[Saved entries]
//! # Tanya Match (`tanya_match`)
//!
//! ## Purpose
//!
//! `tanya_match` sits on top of the text primitives (`tanya_text`) and the
//! store collaborators (`tanya_store`). It turns a free-text library query
//! into a single reply by scoring the query against three sources — FAQ
//! intent patterns, book subjects, and book titles — and arbitrating between
//! them with per-source thresholds.
//!
//! In a typical deployment you will:
//! - Use `tanya_store` to reach the intent table and the book catalog.
//! - Build one [`ChatEngine`] at startup and call [`ChatEngine::respond`]
//!   per incoming query; call [`ChatEngine::reload`] when the FAQ data
//!   changes.
//!
//! ## Core Types
//!
//! - [`Source`]: which corpus produced a candidate answer:
//!   - `Intent` — canned FAQ replies keyed by example phrases.
//!   - `Subject` — available-book listings per catalog subject.
//!   - `Title` — availability and shelf for one specific book.
//! - [`MatchConfig`]: threshold knobs (per-source thresholds, the fallback
//!   floor, and the substring-fallback confidence).
//! - [`SourceMatch`]: per-source outcome (optional response, 0–100 score,
//!   provenance label).
//! - [`Reply`]: the arbitrated answer handed to the caller.
//! - [`ChatEngine`]: production implementation of the [`Responder`] trait
//!   that wires the stores and the matchers together.
//!
//! ## Example Usage
//!
//! ```
//! use std::sync::Arc;
//! use tanya_match::{ChatEngine, Responder};
//! use tanya_store::{Intent, IntentSet, MemoryCatalog, MemoryIntentStore};
//!
//! let intents = IntentSet::new(vec![Intent {
//!     tag: "greeting".into(),
//!     patterns: vec!["halo".into(), "hai".into()],
//!     responses: vec!["Selamat datang!".into()],
//! }]);
//! let engine = ChatEngine::new(
//!     Arc::new(MemoryIntentStore::new(intents)),
//!     Arc::new(MemoryCatalog::empty()),
//! );
//!
//! let reply = engine.respond("halo");
//! assert_eq!(reply.response, "Selamat datang!");
//! assert!(reply.score >= 60.0);
//! ```
//!
//! ## Observability
//!
//! Install an [`EngineMetrics`] implementation via [`set_engine_metrics`] to
//! record the outcome branch, score, and latency of every reply. This is
//! typically done once during service startup.

pub mod engine;
pub mod metrics;
pub mod types;

pub use engine::{ChatEngine, Responder, EMPTY_MESSAGE_PROMPT, UNMATCHED_REPLY};
pub use metrics::{set_engine_metrics, EngineMetrics};
pub use types::{MatchConfig, MatchError, Reply, ReplyOutcome, Source, SourceMatch};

-- Task goal --
Print exactly the lines above, between the one holding "In a typical" and the one holding "thresholds, the fallback", inclusive, and nothing besides.

-- Output of the task --
//! In a typical deployment you will:
//! - Use `tanya_store` to reach the intent table and the book catalog.
//! - Build one [`ChatEngine`] at startup and call [`ChatEngine::respond`]
//!   per incoming query; call [`ChatEngine::reload`] when the FAQ data
//!   changes.
//!
//! ## Core Types
//!
//! - [`Source`]: which corpus produced a candidate answer:
//!   - `Intent` — canned FAQ replies keyed by example phrases.
//!   - `Subject` — available-book listings per catalog subject.
//!   - `Title` — availability and shelf for one specific book.
//! - [`MatchConfig`]: threshold knobs (per-source thresholds, the fallback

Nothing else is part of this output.